The White Witch in The Lion, the Witch and the Wardrobe, for example, was very abusive toward Edmund as well as all the Narnians, including her most loyal subjects. In fact, she was very manipulative and deceitful toward Digory and Polly much earlier, in The Magicians Nephew, where it was revealed she had annihilated every living creature in her own world of Charn… one couldn’t get much more abusive than intentional worldwide annihilation of all life…just to satisfy one’s own pride. Viewing her interactions with others from the perspective of abuser tactics can be somewhat revealing.

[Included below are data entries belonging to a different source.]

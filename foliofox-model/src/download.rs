use std::collections::HashMap;

use chrono::{DateTime, Utc};
use serde::{Deserialize, Serialize};

use crate::error::{ModelError, Result};
use crate::ids::{BookId, IndexerId, QueueItemId, UserId};

/// Lifecycle state of one download queue row.
#[derive(Debug, Clone, Copy, PartialEq, Eq, Hash, Serialize, Deserialize)]
#[serde(rename_all = "lowercase")]
pub enum DownloadStatus {
    Pending,
    Downloading,
    Completed,
    Failed,
    Cancelled,
    Paused,
}

impl DownloadStatus {
    pub fn as_str(self) -> &'static str {
        match self {
            DownloadStatus::Pending => "pending",
            DownloadStatus::Downloading => "downloading",
            DownloadStatus::Completed => "completed",
            DownloadStatus::Failed => "failed",
            DownloadStatus::Cancelled => "cancelled",
            DownloadStatus::Paused => "paused",
        }
    }

    pub fn parse(value: &str) -> Result<Self> {
        match value {
            "pending" => Ok(DownloadStatus::Pending),
            "downloading" => Ok(DownloadStatus::Downloading),
            "completed" => Ok(DownloadStatus::Completed),
            "failed" => Ok(DownloadStatus::Failed),
            "cancelled" => Ok(DownloadStatus::Cancelled),
            "paused" => Ok(DownloadStatus::Paused),
            other => Err(ModelError::UnknownVariant(
                "download status",
                other.to_string(),
            )),
        }
    }

    /// Terminal states never re-enter the scheduler on their own.
    pub fn is_terminal(self) -> bool {
        matches!(
            self,
            DownloadStatus::Completed | DownloadStatus::Cancelled
        )
    }
}

impl std::fmt::Display for DownloadStatus {
    fn fmt(&self, f: &mut std::fmt::Formatter<'_>) -> std::fmt::Result {
        f.write_str(self.as_str())
    }
}

/// One `download_queue` row.
#[derive(Debug, Clone, PartialEq, Serialize, Deserialize)]
pub struct DownloadItem {
    pub id: QueueItemId,
    pub user_id: UserId,
    pub book_id: Option<BookId>,
    pub indexer_id: IndexerId,
    pub title: String,
    pub author: Option<String>,
    pub url: String,
    pub format: String,
    pub size_bytes: Option<u64>,
    /// 1 is the most urgent, 10 the least.
    pub priority: u8,
    pub status: DownloadStatus,
    pub progress_pct: u8,
    pub local_path: Option<String>,
    pub retry_count: u32,
    pub max_retries: u32,
    pub error_message: Option<String>,
    pub started_at: Option<DateTime<Utc>>,
    pub completed_at: Option<DateTime<Utc>>,
    pub created_at: DateTime<Utc>,
    pub updated_at: DateTime<Utc>,
}

impl DownloadItem {
    /// Check the invariants the queue engine relies on.
    pub fn validate(&self) -> Result<()> {
        if self.retry_count > self.max_retries {
            return Err(ModelError::InvalidField(
                "retry_count",
                format!("{} exceeds max_retries {}", self.retry_count, self.max_retries),
            ));
        }
        if self.progress_pct > 100 {
            return Err(ModelError::InvalidField(
                "progress_pct",
                format!("{} outside [0..100]", self.progress_pct),
            ));
        }
        if self.status == DownloadStatus::Completed {
            if self.progress_pct != 100 {
                return Err(ModelError::InvalidField(
                    "progress_pct",
                    "completed item must be at 100".to_string(),
                ));
            }
            if self.local_path.is_none() || self.completed_at.is_none() {
                return Err(ModelError::InvalidField(
                    "local_path",
                    "completed item must carry a path and completion time".to_string(),
                ));
            }
        }
        if let (Some(started), Some(completed)) = (self.started_at, self.completed_at)
            && started > completed
        {
            return Err(ModelError::InvalidField(
                "started_at",
                "follows completed_at".to_string(),
            ));
        }
        Ok(())
    }

    pub fn retries_remaining(&self) -> u32 {
        self.max_retries.saturating_sub(self.retry_count)
    }
}

/// One `download_history` row, written when a queue item finishes.
#[derive(Debug, Clone, PartialEq, Serialize, Deserialize)]
pub struct DownloadHistoryEntry {
    pub id: i64,
    pub queue_id: QueueItemId,
    pub user_id: UserId,
    pub book_id: Option<BookId>,
    pub indexer_id: IndexerId,
    pub title: String,
    pub final_status: DownloadStatus,
    pub file_size_bytes: Option<u64>,
    pub download_duration_seconds: Option<i64>,
    pub error_message: Option<String>,
    pub completed_at: DateTime<Utc>,
}

/// Aggregate snapshot over the queue, served to monitoring consumers.
#[derive(Debug, Clone, Default, PartialEq, Serialize, Deserialize)]
pub struct QueueStats {
    pub counts_by_status: HashMap<String, u64>,
    /// Mean seconds a pending item has been waiting.
    pub avg_wait_seconds: Option<f64>,
    /// Completions over the sampling window.
    pub completed_last_hour: u64,
    pub failed_last_hour: u64,
    /// Failure counts per indexer over the last hour, for smart-retry.
    pub failures_by_indexer: HashMap<i64, u64>,
}

#[cfg(test)]
mod tests {
    use super::*;

    fn sample() -> DownloadItem {
        let now = Utc::now();
        DownloadItem {
            id: QueueItemId(7),
            user_id: UserId(1),
            book_id: None,
            indexer_id: IndexerId(2),
            title: "Some Book".to_string(),
            author: None,
            url: "https://indexer.example/dl/7".to_string(),
            format: "epub".to_string(),
            size_bytes: Some(1024),
            priority: 5,
            status: DownloadStatus::Pending,
            progress_pct: 0,
            local_path: None,
            retry_count: 0,
            max_retries: 3,
            error_message: None,
            started_at: None,
            completed_at: None,
            created_at: now,
            updated_at: now,
        }
    }

    #[test]
    fn test_completed_requires_path_and_timestamp() {
        let mut item = sample();
        item.status = DownloadStatus::Completed;
        item.progress_pct = 100;
        assert!(item.validate().is_err());

        item.local_path = Some("/books/some_book.epub".to_string());
        item.completed_at = Some(Utc::now());
        assert!(item.validate().is_ok());
    }

    #[test]
    fn test_retry_count_capped_by_max_retries() {
        let mut item = sample();
        item.retry_count = 4;
        assert!(item.validate().is_err());
        assert_eq!(sample().retries_remaining(), 3);
    }
}
//! Health monitor end to end against unreachable local backends:
//! classification, breaker trips, failover events, and state rebuild.

use std::sync::Arc;

use chrono::Utc;
use tempfile::TempDir;

use foliofox_config::{DatabaseConfig, FailoverConfig, FailoverStrategy};
use foliofox_core::catalog::CatalogStore;
use foliofox_core::failover::breaker::{BreakerConfig, BreakerState};
use foliofox_core::failover::monitor::HealthMonitor;
use foliofox_core::failover::selection::ScoreWeights;
use foliofox_core::failover::{Balancer, BalancerConfig};
use foliofox_model::{HealthStatus, Indexer, IndexerId, IndexerType};

async fn file_store() -> (TempDir, CatalogStore) {
    let dir = tempfile::tempdir().expect("tempdir");
    let config = DatabaseConfig {
        path: dir.path().join("foliofox.db"),
        ..DatabaseConfig::default()
    };
    let store = CatalogStore::connect(&config).await.expect("connect");
    (dir, store)
}

fn unreachable_indexer(name: &str, priority: u8) -> Indexer {
    Indexer {
        id: IndexerId(0),
        name: name.to_string(),
        // Closed port: probes fail fast with connection refused.
        base_url: "http://127.0.0.1:9".to_string(),
        api_key: None,
        indexer_type: IndexerType::Generic,
        priority,
        active: true,
        timeout_ms: 500,
        rate_limit_per_window: 10,
        window_ms: 60_000,
    }
}

fn monitor_config(failure_threshold: u32) -> FailoverConfig {
    FailoverConfig {
        failure_threshold,
        health_check_interval_seconds: 1,
        probe_timeout_seconds: 1,
        ..FailoverConfig::default()
    }
}

fn balancer(failure_threshold: u32) -> Arc<Balancer> {
    Arc::new(Balancer::new(BalancerConfig {
        strategy: FailoverStrategy::Priority,
        breaker: BreakerConfig {
            failure_threshold,
            recovery_timeout: chrono::Duration::seconds(60),
        },
        weights: ScoreWeights::default(),
    }))
}

#[tokio::test]
async fn failing_probes_trip_breaker_and_record_failover() {
    let (_dir, store) = file_store().await;
    let id = store
        .indexers()
        .create(&unreachable_indexer("down", 1))
        .await
        .expect("create");

    let balancer = balancer(3);
    let monitor = Arc::new(
        HealthMonitor::new(store.clone(), Arc::clone(&balancer), monitor_config(3))
            .expect("monitor"),
    );
    monitor.bootstrap().await.expect("bootstrap");

    for _ in 0..3 {
        monitor.run_probe_round().await.expect("round");
    }

    assert_eq!(balancer.breaker_state(id), Some(BreakerState::Open));
    // Degraded below the threshold, down at and beyond it.
    let samples = store
        .health()
        .since(id, Utc::now() - chrono::Duration::hours(1))
        .await
        .expect("samples");
    assert_eq!(samples.len(), 3);
    assert_eq!(samples[0].status, HealthStatus::Down);
    assert_eq!(samples[2].status, HealthStatus::Degraded);

    // The failover was audited even though no alternative exists.
    assert!(store.logs().count().await.expect("count") >= 1);
}

#[tokio::test]
async fn probes_skip_inactive_and_misconfigured_indexers() {
    let (_dir, store) = file_store().await;
    let mut prowlarr = unreachable_indexer("no-key", 1);
    prowlarr.indexer_type = IndexerType::Prowlarr;
    prowlarr.api_key = None;
    let id = store.indexers().create(&prowlarr).await.expect("create");

    let balancer = balancer(3);
    let monitor = Arc::new(
        HealthMonitor::new(store.clone(), Arc::clone(&balancer), monitor_config(3))
            .expect("monitor"),
    );
    monitor.bootstrap().await.expect("bootstrap");

    // Bootstrap disabled it for missing credentials.
    let reloaded = store.indexers().get(id).await.expect("get").expect("present");
    assert!(!reloaded.active);

    monitor.run_probe_round().await.expect("round");
    let latest = store.health().latest(id).await.expect("latest");
    assert!(latest.is_none(), "disabled indexers are not probed");
}

#[tokio::test]
async fn breaker_state_rebuilds_from_recent_samples() {
    let (_dir, store) = file_store().await;
    let id = store
        .indexers()
        .create(&unreachable_indexer("flappy", 1))
        .await
        .expect("create");

    for _ in 0..5 {
        store
            .health()
            .append(&foliofox_model::HealthSample {
                indexer_id: id,
                status: HealthStatus::Down,
                response_time_ms: None,
                error: Some("connection refused".to_string()),
                checked_at: Utc::now(),
            })
            .await
            .expect("append");
    }

    // A fresh process restores the open breaker from the sample history.
    let balancer = balancer(5);
    let monitor = Arc::new(
        HealthMonitor::new(store.clone(), Arc::clone(&balancer), monitor_config(5))
            .expect("monitor"),
    );
    monitor.bootstrap().await.expect("bootstrap");
    assert_eq!(balancer.breaker_state(id), Some(BreakerState::Open));
    assert_eq!(balancer.select_target(Utc::now()), None);
}

#[tokio::test]
async fn healthy_alternative_receives_failover_target() {
    let (_dir, store) = file_store().await;
    let failing = store
        .indexers()
        .create(&unreachable_indexer("failing", 1))
        .await
        .expect("create");
    let backup = store
        .indexers()
        .create(&unreachable_indexer("backup", 5))
        .await
        .expect("create");

    let balancer = balancer(2);
    let monitor = Arc::new(
        HealthMonitor::new(store.clone(), Arc::clone(&balancer), monitor_config(2))
            .expect("monitor"),
    );
    monitor.bootstrap().await.expect("bootstrap");

    // Both fail, but the one that trips first fails over to the other
    // while the other's breaker still allows calls.
    monitor.run_probe_round().await.expect("round");
    monitor.run_probe_round().await.expect("round");

    assert_eq!(balancer.breaker_state(failing), Some(BreakerState::Open));
    assert_eq!(balancer.breaker_state(backup), Some(BreakerState::Open));
    assert!(store.logs().count().await.expect("count") >= 2);
}
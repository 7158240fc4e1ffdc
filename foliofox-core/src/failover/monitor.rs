//! Continuous health probing of the configured indexer backends.

use std::collections::{HashMap, HashSet, VecDeque};
use std::sync::{Arc, Mutex};
use std::time::Duration as StdDuration;

use chrono::{DateTime, Duration, Utc};
use tokio::sync::Semaphore;
use tokio::task::JoinSet;
use tokio_util::sync::CancellationToken;
use tracing::{debug, error, info, warn};
use url::Url;

use foliofox_config::FailoverConfig;
use foliofox_model::{
    HealthSample, HealthStatus, Indexer, IndexerId, IndexerType, RecoveryEvent,
};

use crate::catalog::{CatalogStore, LogLevel};
use crate::error::Result;
use crate::failover::probe::{ProbeClient, ProbeOutcome};
use crate::failover::rate_limit::BackendRateLimits;
use crate::failover::Balancer;

const COMPONENT: &str = "health_monitor";

/// Periodic prober driving breaker transitions and failover events.
pub struct HealthMonitor {
    store: CatalogStore,
    balancer: Arc<Balancer>,
    probes: ProbeClient,
    config: FailoverConfig,
    limits: Mutex<BackendRateLimits>,
    /// Indexers we have failed over away from and not yet recovered.
    failed: Mutex<HashSet<IndexerId>>,
    /// Recovery re-probe timestamps per indexer (rolling-hour throttle).
    recovery_log: Mutex<HashMap<IndexerId, VecDeque<DateTime<Utc>>>>,
    /// When the indexer was first marked failed, for downtime reporting.
    failed_since: Mutex<HashMap<IndexerId, DateTime<Utc>>>,
}

impl std::fmt::Debug for HealthMonitor {
    fn fmt(&self, f: &mut std::fmt::Formatter<'_>) -> std::fmt::Result {
        f.debug_struct("HealthMonitor")
            .field("config", &self.config)
            .finish_non_exhaustive()
    }
}

impl HealthMonitor {
    pub fn new(
        store: CatalogStore,
        balancer: Arc<Balancer>,
        config: FailoverConfig,
    ) -> Result<Self> {
        let probes =
            ProbeClient::new(StdDuration::from_secs(config.probe_timeout_seconds))?;
        Ok(Self {
            store,
            balancer,
            probes,
            config,
            limits: Mutex::new(BackendRateLimits::new()),
            failed: Mutex::new(HashSet::new()),
            recovery_log: Mutex::new(HashMap::new()),
            failed_since: Mutex::new(HashMap::new()),
        })
    }

    /// Startup pass: disable misconfigured indexers, register the rest
    /// with the balancer, and restore breaker state from recent samples.
    pub async fn bootstrap(&self) -> Result<()> {
        let indexers = self.store.indexers().list_active().await?;
        let mut usable = Vec::with_capacity(indexers.len());
        for indexer in indexers {
            if let Err(reason) = validate_indexer_config(&indexer) {
                warn!(indexer = %indexer.name, reason, "disabling misconfigured indexer");
                self.store.indexers().set_active(indexer.id, false).await?;
                self.store
                    .logs()
                    .record(
                        LogLevel::Error,
                        COMPONENT,
                        &format!("indexer {} disabled: {reason}", indexer.name),
                        None,
                    )
                    .await?;
                continue;
            }
            usable.push(indexer);
        }
        self.balancer.sync_indexers(&usable);
        for indexer in &usable {
            let failures = self
                .store
                .health()
                .consecutive_failures(indexer.id)
                .await?;
            if failures > 0 {
                self.balancer.restore_breaker(indexer.id, failures);
            }
            if failures >= self.config.failure_threshold {
                self.failed.lock().expect("failed set").insert(indexer.id);
            }
        }
        info!(count = usable.len(), "health monitor bootstrapped");
        Ok(())
    }

    /// Probe loop. Runs until the shutdown token fires; a failing round
    /// never aborts the loop.
    pub async fn run(self: Arc<Self>, shutdown: CancellationToken) {
        let interval =
            StdDuration::from_secs(self.config.health_check_interval_seconds.max(1));
        loop {
            tokio::select! {
                () = shutdown.cancelled() => {
                    info!("health monitor shutting down");
                    return;
                }
                () = tokio::time::sleep(interval) => {}
            }
            if let Err(err) = self.run_probe_round().await {
                error!(%err, "health probe round failed");
            }
        }
    }

    /// One probe round over all active indexers, bounded by the
    /// concurrency semaphore and the per-backend rate caps.
    pub async fn run_probe_round(self: &Arc<Self>) -> Result<()> {
        let indexers = self.store.indexers().list_active().await?;
        self.balancer.sync_indexers(&indexers);

        let semaphore = Arc::new(Semaphore::new(self.config.max_concurrent_checks.max(1)));
        let mut probes = JoinSet::new();
        for indexer in indexers {
            let now = Utc::now();
            let admitted = self
                .limits
                .lock()
                .expect("rate limits")
                .try_admit(indexer.indexer_type, now)
                .is_none();
            if !admitted {
                debug!(indexer = %indexer.name, "probe skipped by backend rate cap");
                continue;
            }
            let monitor = Arc::clone(self);
            let semaphore = Arc::clone(&semaphore);
            probes.spawn(async move {
                let _permit = semaphore.acquire_owned().await;
                let outcome = monitor.probes.probe(&indexer).await;
                (indexer, outcome)
            });
        }

        while let Some(joined) = probes.join_next().await {
            let Ok((indexer, outcome)) = joined else {
                continue;
            };
            if let Err(err) = self.handle_outcome(&indexer, outcome).await {
                error!(indexer = %indexer.name, %err, "failed to record probe outcome");
            }
        }
        Ok(())
    }

    async fn handle_outcome(
        &self,
        indexer: &Indexer,
        outcome: ProbeOutcome,
    ) -> Result<()> {
        let now = Utc::now();
        let prior_failures = self.balancer.consecutive_failures(indexer.id);
        let failures_after = if outcome.ok { 0 } else { prior_failures + 1 };

        let success_rate = self.store.health().success_rate_24h(indexer.id).await?;
        let status = classify(
            outcome.ok,
            prior_failures,
            failures_after,
            self.config.failure_threshold,
            success_rate,
        );

        self.balancer.note_probe(
            indexer.id,
            outcome.ok,
            status,
            Some(outcome.response_time_ms),
            now,
        );
        self.store
            .health()
            .append(&HealthSample {
                indexer_id: indexer.id,
                status,
                response_time_ms: Some(outcome.response_time_ms),
                error: outcome.error.clone(),
                checked_at: now,
            })
            .await?;

        if matches!(status, HealthStatus::Down | HealthStatus::Degraded)
            && failures_after >= self.config.failure_threshold
        {
            self.trigger_failover(indexer, &outcome, now).await?;
        }

        if status == HealthStatus::Healthy || status == HealthStatus::Recovering {
            let marked_failed = self
                .failed
                .lock()
                .expect("failed set")
                .contains(&indexer.id);
            if marked_failed {
                self.attempt_recovery(indexer, now).await?;
            }
        }
        Ok(())
    }

    async fn trigger_failover(
        &self,
        indexer: &Indexer,
        outcome: &ProbeOutcome,
        now: DateTime<Utc>,
    ) -> Result<()> {
        let newly_failed = self
            .failed
            .lock()
            .expect("failed set")
            .insert(indexer.id);
        if !newly_failed {
            return Ok(());
        }
        self.failed_since
            .lock()
            .expect("failed since")
            .entry(indexer.id)
            .or_insert(now);

        let reason = outcome
            .error
            .as_deref()
            .unwrap_or("health threshold exceeded");
        let event = self.balancer.begin_failover(indexer.id, reason, now);
        self.store
            .logs()
            .record(
                LogLevel::Warning,
                COMPONENT,
                &format!("failover from indexer {}", indexer.name),
                Some(serde_json::json!({
                    "from_id": event.from_id.as_i64(),
                    "to_id": event.to_id.map(IndexerId::as_i64),
                    "reason": event.reason,
                    "verified": event.verified,
                })),
            )
            .await?;
        Ok(())
    }

    /// Confirmation re-probe for an indexer that looks healthy again,
    /// throttled per rolling hour.
    async fn attempt_recovery(&self, indexer: &Indexer, now: DateTime<Utc>) -> Result<()> {
        {
            let mut log = self.recovery_log.lock().expect("recovery log");
            let attempts = log.entry(indexer.id).or_default();
            let horizon = now - Duration::hours(1);
            while attempts.front().is_some_and(|&at| at < horizon) {
                attempts.pop_front();
            }
            if attempts.len() as u32 >= self.config.max_recovery_attempts {
                debug!(indexer = %indexer.name, "recovery attempts throttled");
                return Ok(());
            }
            attempts.push_back(now);
        }

        let confirmation = self.probes.probe(indexer).await;
        if !confirmation.ok {
            debug!(indexer = %indexer.name, "recovery re-probe failed");
            return Ok(());
        }

        self.balancer.reset_breaker(indexer.id);
        self.failed.lock().expect("failed set").remove(&indexer.id);
        let downtime_seconds = self
            .failed_since
            .lock()
            .expect("failed since")
            .remove(&indexer.id)
            .map(|since| (now - since).num_seconds());

        let event = RecoveryEvent {
            indexer_id: indexer.id,
            downtime_seconds,
            occurred_at: now,
        };
        info!(indexer = %indexer.name, ?downtime_seconds, "indexer recovered");
        self.store
            .logs()
            .record(
                LogLevel::Info,
                COMPONENT,
                &format!("indexer {} recovered", indexer.name),
                Some(serde_json::to_value(&event)?),
            )
            .await?;
        Ok(())
    }
}

/// Classification of one probe outcome against the health table.
fn classify(
    probe_ok: bool,
    prior_failures: u32,
    failures_after: u32,
    failure_threshold: u32,
    success_rate_24h: Option<f64>,
) -> HealthStatus {
    if !probe_ok {
        return if failures_after >= failure_threshold {
            HealthStatus::Down
        } else {
            HealthStatus::Degraded
        };
    }
    if prior_failures > 0 {
        return HealthStatus::Recovering;
    }
    match success_rate_24h {
        None => HealthStatus::Healthy,
        Some(rate) if rate >= 95.0 => HealthStatus::Healthy,
        Some(rate) if rate >= 80.0 => HealthStatus::Degraded,
        Some(_) => HealthStatus::Down,
    }
}

fn validate_indexer_config(indexer: &Indexer) -> std::result::Result<(), String> {
    let url = Url::parse(&indexer.base_url)
        .map_err(|e| format!("invalid base_url: {e}"))?;
    if !matches!(url.scheme(), "http" | "https") {
        return Err(format!("unsupported scheme {}", url.scheme()));
    }
    let needs_key = matches!(
        indexer.indexer_type,
        IndexerType::Prowlarr | IndexerType::Jackett
    );
    if needs_key && indexer.api_key.as_deref().is_none_or(str::is_empty) {
        return Err("missing api key".to_string());
    }
    Ok(())
}
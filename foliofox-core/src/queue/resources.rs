//! System resource sampling for the scheduler's throttle gate.

use std::path::{Path, PathBuf};

use sysinfo::{Disks, System};
use tracing::debug;

use foliofox_config::ResourceThresholds;

/// One CPU/memory/disk reading, in percent used.
#[derive(Debug, Clone, Copy, PartialEq)]
pub struct ResourceSample {
    pub cpu_percent: f32,
    pub memory_percent: f32,
    pub disk_percent: f32,
}

/// Samples host resources against configured ceilings. New downloads are
/// paused while any reading is above its threshold.
#[derive(Debug)]
pub struct ResourceMonitor {
    system: System,
    disks: Disks,
    thresholds: ResourceThresholds,
    watch_path: PathBuf,
}

impl ResourceMonitor {
    pub fn new(thresholds: ResourceThresholds, watch_path: &Path) -> Self {
        Self {
            system: System::new(),
            disks: Disks::new_with_refreshed_list(),
            thresholds,
            watch_path: watch_path.to_path_buf(),
        }
    }

    /// Refresh and read current usage. CPU usage needs two refreshes to be
    /// meaningful; the first call of a process returns a low reading and
    /// corrects itself on the next tick.
    pub fn sample(&mut self) -> ResourceSample {
        self.system.refresh_cpu_usage();
        self.system.refresh_memory();
        self.disks.refresh(true);

        let cpu_percent = self.system.global_cpu_usage();
        let memory_percent = if self.system.total_memory() == 0 {
            0.0
        } else {
            self.system.used_memory() as f32 / self.system.total_memory() as f32 * 100.0
        };
        let disk_percent = self.disk_usage_percent().unwrap_or(0.0);

        ResourceSample {
            cpu_percent,
            memory_percent,
            disk_percent,
        }
    }

    /// Usage of the disk holding the download directory: the longest mount
    /// point that prefixes it wins.
    fn disk_usage_percent(&self) -> Option<f32> {
        let disk = self
            .disks
            .list()
            .iter()
            .filter(|d| self.watch_path.starts_with(d.mount_point()))
            .max_by_key(|d| d.mount_point().as_os_str().len())?;
        if disk.total_space() == 0 {
            return None;
        }
        let used = disk.total_space().saturating_sub(disk.available_space());
        Some(used as f32 / disk.total_space() as f32 * 100.0)
    }

    /// Which resource, if any, is past its ceiling.
    pub fn over_threshold(&mut self) -> Option<(&'static str, f32)> {
        let sample = self.sample();
        if sample.cpu_percent > self.thresholds.cpu_percent {
            debug!(cpu = sample.cpu_percent, "cpu over threshold");
            return Some(("cpu", sample.cpu_percent));
        }
        if sample.memory_percent > self.thresholds.memory_percent {
            debug!(memory = sample.memory_percent, "memory over threshold");
            return Some(("memory", sample.memory_percent));
        }
        if sample.disk_percent > self.thresholds.disk_percent {
            debug!(disk = sample.disk_percent, "disk over threshold");
            return Some(("disk", sample.disk_percent));
        }
        None
    }
}

#[cfg(test)]
mod tests {
    use super::*;

    #[test]
    fn test_sample_returns_plausible_percentages() {
        let mut monitor =
            ResourceMonitor::new(ResourceThresholds::default(), Path::new("/"));
        let sample = monitor.sample();
        assert!(sample.memory_percent >= 0.0 && sample.memory_percent <= 100.0);
        assert!(sample.disk_percent >= 0.0 && sample.disk_percent <= 100.0);
    }

    #[test]
    fn test_unreachable_thresholds_never_trip() {
        let thresholds = ResourceThresholds {
            cpu_percent: 1_000.0,
            memory_percent: 1_000.0,
            disk_percent: 1_000.0,
        };
        let mut monitor = ResourceMonitor::new(thresholds, Path::new("/"));
        assert!(monitor.over_threshold().is_none());
    }
}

The relationship between Shift (the ape) and Puzzle (the donkey) in The Last Battle also illustrates some classic abuser tactics. It is quite clear that Shift is in the relationship solely for what he can manipulate Puzzle into doing for him, while Puzzle remains out of a misguided sense of loyalty driven by low self-esteem. Ironically, Shift continually reinforces Puzzle’s low self-esteem, telling him how stupid he is and that he should leave difficult things like thinking to Shift. Puzzle’s low self-esteem prevents him from finding the strength and courage to leave the relationship, yet the relationship continually lowers his self-esteem. For Shift, the constant put-downs to Puzzle not only inflate his own already over-sized ego, but also keep Puzzle enslaved to do his bidding through manipulative tactics of guilt and belittlement.
In my latest read through the series, the relationship that most stood out to me as a study of classic abuse was the story of Prince Rilian and the Queen of Underland (aka The Lady of the Green Kirtle, the Green Witch, or the Green Lady) who turned out to be the same green serpent who had killed his mother. Of course we have the obvious maliciousness (obvious to the reader, not obvious to Rilian) of having killed his mother, of holding Rilian captive, and of scheming to use Rilian as a tool to destroy his own home and kill his own family and friends. But let’s take a closer look at some of the interpersonal tactics she used to accomplish these goals.
When the two children from our world, Jill Pole and Eustace Scrubb, together with their Marshwiggle guide, Puddleglum, first met Prince Rilian in Underland, he recognized having met them by the bridge on the border of Ettinsmoor where he was riding with the Queen of Underland. Eustace truthfully said the Green Lady was very mean to have intentionally sent them into a trap intended to kill them. Rilian quickly jumped to the Green Lady’s defense:
“If you were not so young a warrior, Boy, you and I must have fought to the death on this quarrel. I can hear no words against my Lady’s honor. But of this you may be assured, that whatever she said to you, she said of good intent. You do not know her. She is a nosegay of all virtues, as truth, mercy, constancy, gentleness, courage, and the rest. I say what I know. Her kindness to me alone, who can in no way reward her, would make an admirable history.”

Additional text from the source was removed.